» Directions
Filter the material below down to the lines with the word "route" and give those lines.
>>
impl<L: LinkAdapter> Connection<L> {
    fn new(
        link: L,
        options: ClientOptions,
        status: Arc<LinkStatus>,
        events: mpsc::Sender<ConnectionEvent>,
    ) -> Self {
        Self {
            link,
            codec: FrameCodec::with_max_frame_len(options.max_frame_len),
            correlator: Correlator::new(options.cancel_policy),
            options,
            state: ConnectionState::Disconnected,
            reader: PollReader::new(),
            inbox: None,
            epoll: None,
            link_events: None,
            poll_source: None,
            status,
            events,
        }
    }

    /// Run the connection task.
    async fn run(mut self, mut commands: mpsc::Receiver<Command>) {
        debug!("Connection task started");
        let mut sweep = self.options.request_timeout.map(|_| {
            let mut timer = interval(config::TIMEOUT_SWEEP_INTERVAL);
            timer.set_missed_tick_behavior(MissedTickBehavior::Delay);
            timer
        });

        loop {
            tokio::select! {
                command = commands.recv() => match command {
                    Some(command) => self.handle_command(command).await,
                    None => {
                        self.shutdown(CloseReason::HandleDropped).await;
                        break;
                    }
                },
                event = next_link_event(&mut self.link_events) => {
                    self.handle_link_event(event).await;
                }
                tick = next_poll(&mut self.poll_source) => {
                    self.handle_poll(tick).await;
                }
                _ = next_sweep(&mut sweep) => {
                    self.expire_requests();
                }
            }

            if !sweep_active(self.state, self.options.request_timeout) {
                sweep = None;
            }
        }

        debug!("Connection task exited");
    }

    async fn handle_command(&mut self, command: Command) {
        match command {
            Command::Connect { reply } => {
                let result = self.establish().await;
                let _ = reply.send(result);
            }
            Command::Send {
                method,
                params,
                callback,
                reply,
            } => {
                let result = self.send(method, params, callback).await;
                let _ = reply.send(result);
            }
            Command::Close { reply } => {
                self.shutdown(CloseReason::Requested).await;
                let _ = reply.send(());
            }
        }
    }

    /// Disconnected -> Connecting -> DiscoveringServices -> Ready.
    async fn establish(&mut self) -> Result<()> {
        match self.state {
            ConnectionState::Disconnected => {}
            ConnectionState::Ready => return Ok(()),
            state => return Err(RpcError::NotReady(state)),
        }

        self.transition(ConnectionState::Connecting);
        let link_events = match self.link.connect().await {
            Ok(stream) => stream,
            Err(e) => return Err(self.fail_transport(e).await),
        };
        self.link_events = Some(link_events);
        self.status.set_peer(self.link.peer());
        info!("Link established with {}", self.link.peer());

        self.transition(ConnectionState::DiscoveringServices);
        let services = match self.link.discover_services().await {
            Ok(services) => services,
            Err(e) => return Err(self.fail_transport(e).await),
        };

        let (inbox, epoll) = match resolve_characteristics(&services) {
            Ok(handles) => handles,
            Err(e) => {
                let message = e.to_string();
                error!("RPC service unusable: {}", message);
                self.status.set_error(message.clone());
                self.shutdown(CloseReason::Configuration(message.clone()))
                    .await;
                return Err(RpcError::Configuration(message));
            }
        };

        let source = match self.options.poll_mode {
            PollMode::Notify => match self.link.subscribe_notifications(&epoll).await {
                Ok(stream) => PollSource::Notifications(stream),
                Err(e) => return Err(self.fail_transport(e).await),
            },
            PollMode::Interval(period) => {
                info!("Polling {} every {:?}", RPC_EPOLL_UUID, period);
                PollSource::timer(period)
            }
        };

        self.inbox = Some(inbox);
        self.epoll = Some(epoll);
        self.poll_source = Some(source);
        self.transition(ConnectionState::Ready);
        Ok(())
    }

    async fn send(
        &mut self,
        method: String,
        params: Value,
        callback: Option<ResponseCallback>,
    ) -> Result<RequestId> {
        let inbox = match (&self.inbox, self.state) {
            (Some(inbox), ConnectionState::Ready) => inbox.clone(),
            _ => return Err(RpcError::NotReady(self.state)),
        };

        let request = self.correlator.prepare(method, params);
        let frame = codec::encode(&request)?;
        debug!(
            "Sending request {} ({}): {} bytes",
            request.id,
            request.method,
            frame.len()
        );

        if let Err(e) = self.link.write_characteristic(&inbox, &frame).await {
            error!("Write of request {} failed: {}", request.id, e);
            self.on_transport_error(&e).await;
            return Err(RpcError::Transport(e));
        }

        let id = request.id;
        self.correlator.register(request, callback);
        self.status
            .set_outstanding(self.correlator.outstanding_count());
        Ok(id)
    }

    async fn handle_link_event(&mut self, event: LinkEvent) {
        match event {
            LinkEvent::Disconnected => {
                warn!("Link to {} lost", self.link.peer());
                self.shutdown(CloseReason::LinkLost).await;
            }
        }
    }

    async fn handle_poll(&mut self, tick: PollTick) {
        match tick {
            PollTick::Signal(payload) => {
                if self.reader.on_signal(&payload) {
                    self.pull_inbox().await;
                }
            }
            PollTick::Due => {
                let Some(epoll) = self.epoll.clone() else {
                    return;
                };
                match self.link.read_characteristic(&epoll).await {
                    Ok(payload) => {
                        if self.reader.on_signal(&payload) {
                            self.pull_inbox().await;
                        }
                    }
                    Err(e) => {
                        warn!("Poll-signal read failed: {}", e);
                        self.on_transport_error(&e).await;
                    }
                }
            }
            PollTick::Ended => {
                warn!("Poll-signal notifications ended");
                self.shutdown(CloseReason::LinkLost).await;
            }
        }
    }

    /// Read the inbox once and route whatever messages it completes.
    async fn pull_inbox(&mut self) {
        let Some(inbox) = self.inbox.clone() else {
            return;
        };

        let events = &self.events;
        let result = poller::transfer(&mut self.link, &inbox, &mut self.codec, |dropped| {
            emit(events, ConnectionEvent::FrameDropped(dropped))
        })
        .await;

        match result {
            Ok(messages) => {
                for message in messages {
                    self.route(message);
                }
                self.status
                    .set_outstanding(self.correlator.outstanding_count());
            }
            Err(e) => {
                warn!("Inbox read failed: {}", e);
                self.on_transport_error(&e).await;
            }
        }
    }

    fn route(&mut self, message: Value) {
        match Inbound::classify(message) {
            Inbound::Response(response) => {
                let id = response.id;
                if self.correlator.dispatch(response) == DispatchOutcome::Orphan {
                    emit(&self.events, ConnectionEvent::OrphanResponse(id));
                }
            }
            Inbound::Notification { method, params } => {
                debug!("Notification from peripheral: {}", method);
                emit(
                    &self.events,
                    ConnectionEvent::Notification { method, params },
                );
            }
            Inbound::Unrecognized(value) => {
                warn!("Ignoring unrecognized message: {}", value);
            }
        }
    }

    fn expire_requests(&mut self) {
        let Some(timeout) = self.options.request_timeout else {
            return;
        };
        let expired = self.correlator.expire(Instant::now(), timeout);
        if !expired.is_empty() {
            self.status
                .set_outstanding(self.correlator.outstanding_count());
        }
    }

    async fn on_transport_error(&mut self, e: &LinkError) {
        self.status.set_error(e.to_string());
        if e.is_fatal() {
            self.shutdown(CloseReason::TransportFailure(e.to_string()))
                .await;
        }
    }

    /// Close after a failed connect step and hand back the error for the caller.
    async fn fail_transport(&mut self, e: LinkError) -> RpcError {
        error!("Connection failed while {}: {}", self.state, e);
        self.status.set_error(e.to_string());
        self.shutdown(CloseReason::TransportFailure(e.to_string()))
            .await;
        RpcError::Transport(e)
    }

    /// Release everything and move to Closed.
    async fn shutdown(&mut self, reason: CloseReason) {
        if self.state == ConnectionState::Closed {
            return;
        }

        self.poll_source = None;
        self.link_events = None;
        self.inbox = None;
        self.epoll = None;

        if self.state != ConnectionState::Disconnected {
            if let Err(e) = self.link.disconnect().await {
                debug!("Disconnect failed: {}", e);
            }
        }

        self.codec.reset();
        self.status.set_close_reason(reason.clone());
        let released = self.correlator.cancel_all(&reason);
        self.status.set_outstanding(0);

        info!(
            "Connection closed ({}); {} poll signal(s) ({} ignored), {} inbox read(s), \
             {} dropped frame(s), {} request(s) released",
            reason,
            self.reader.signals(),
            self.reader.ignored(),
            self.reader.reads_issued(),
            self.codec.dropped_frames(),
            released
        );
        self.transition(ConnectionState::Closed);
        emit(&self.events, ConnectionEvent::Closed(reason));
    }

    fn transition(&mut self, next: ConnectionState) {
        debug!("State: {} -> {}", self.state, next);
        self.state = next;
        self.status.set_state(next);
        emit(&self.events, ConnectionEvent::StateChanged(next));
    }
}
// Copyright 2026 Daniel Pelikan
//
// Licensed under the Apache License, Version 2.0 (the "License");
// you may not use this file except in compliance with the License.
// You may obtain a copy of the License at
//
//     http://www.apache.org/licenses/LICENSE-2.0
//
// Unless required by applicable law or agreed to in writing, software
// distributed under the License is distributed on an "AS IS" BASIS,
// WITHOUT WARRANTIES OR CONDITIONS OF ANY KIND, either express or implied.
// See the License for the specific language governing permissions and
// limitations under the License.

//! Configuration module.
//!
//! Handles loading and saving client settings.

use anyhow::Result;
use serde::{Deserialize, Serialize};
use std::path::{Path, PathBuf};
use std::time::Duration;

use crate::bluetooth::ble_constants::config as defaults;
use crate::bluetooth::{CancelPolicy, ClientOptions, PollMode};

const APP_DIR: &str = "ble-jsonrpc";

/// Client configuration.
#[derive(Debug, Clone, Default, Serialize, Deserialize)]
#[serde(default)]
pub struct Config {
    /// Target device.
    pub device: DeviceConfig,

    /// RPC link settings.
    pub rpc: RpcConfig,
}

#[derive(Debug, Clone, Default, Serialize, Deserialize)]
#[serde(default)]
pub struct DeviceConfig {
    /// Bluetooth address of the peripheral, e.g. "B8:27:EB:12:34:56".
    #[serde(skip_serializing_if = "Option::is_none")]
    pub address: Option<String>,
}

#[derive(Debug, Clone, Copy, PartialEq, Eq, Serialize, Deserialize)]
#[serde(rename_all = "lowercase")]
pub enum PollModeSetting {
    Notify,
    Interval,
}

#[derive(Debug, Clone, Copy, PartialEq, Eq, Serialize, Deserialize)]
#[serde(rename_all = "lowercase")]
pub enum CancelPolicySetting {
    Notify,
    Drop,
}

#[derive(Debug, Clone, Serialize, Deserialize)]
#[serde(default)]
pub struct RpcConfig {
    /// How queued responses are detected: "notify" or "interval".
    pub poll_mode: PollModeSetting,

    /// Poll period in milliseconds when `poll_mode = "interval"`.
    pub poll_interval_ms: u64,

    /// Per-request timeout in milliseconds. Unset means wait forever.
    #[serde(skip_serializing_if = "Option::is_none")]
    pub request_timeout_ms: Option<u64>,

    /// Outstanding requests on close: "notify" their callbacks or "drop" them.
    pub cancel_policy: CancelPolicySetting,

    /// Capacity of the command queue.
    pub command_queue: usize,
}

impl Default for RpcConfig {
    fn default() -> Self {
        Self {
            poll_mode: PollModeSetting::Notify,
            poll_interval_ms: defaults::DEFAULT_POLL_INTERVAL.as_millis() as u64,
            request_timeout_ms: None,
            cancel_policy: CancelPolicySetting::Notify,
            command_queue: defaults::DEFAULT_COMMAND_QUEUE,
        }
    }
}

impl Config {
    /// Default configuration file location.
    pub fn default_path() -> PathBuf {
        dirs::config_dir()
            .unwrap_or_else(|| PathBuf::from("."))
            .join(APP_DIR)
            .join("config.toml")
    }

    /// Load configuration from the default location, creating it if missing.
    pub fn load() -> Result<Self> {
        Self::load_from(&Self::default_path())
    }

    /// Load configuration from `path`, writing defaults there if it does not exist.
    pub fn load_from(path: &Path) -> Result<Self> {
        if path.exists() {
            let content = std::fs::read_to_string(path)?;
            Ok(toml::from_str(&content)?)
        } else {
            let config = Self::default();
            config.save_to(path)?;
            Ok(config)
        }
    }

    /// Save configuration to `path`.
    pub fn save_to(&self, path: &Path) -> Result<()> {
        if let Some(dir) = path.parent() {
            std::fs::create_dir_all(dir)?;
        }
        let content = toml::to_string_pretty(self)?;
        std::fs::write(path, content)?;
        Ok(())
    }

    /// Connection options derived from the `[rpc]` section.
    pub fn rpc_options(&self) -> ClientOptions {
        let rpc = &self.rpc;
        ClientOptions {
            poll_mode: match rpc.poll_mode {
                PollModeSetting::Notify => PollMode::Notify,
                PollModeSetting::Interval => {
                    PollMode::Interval(Duration::from_millis(rpc.poll_interval_ms.max(1)))
                }
            },
            request_timeout: rpc.request_timeout_ms.map(Duration::from_millis),
            cancel_policy: match rpc.cancel_policy {
                CancelPolicySetting::Notify => CancelPolicy::Notify,
                CancelPolicySetting::Drop => CancelPolicy::Drop,
            },
            command_queue: rpc.command_queue,
            ..ClientOptions::default()
        }
    }
}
<<
» Result
    /// Read the inbox once and route whatever messages it completes.
                    self.route(message);
    fn route(&mut self, message: Value) {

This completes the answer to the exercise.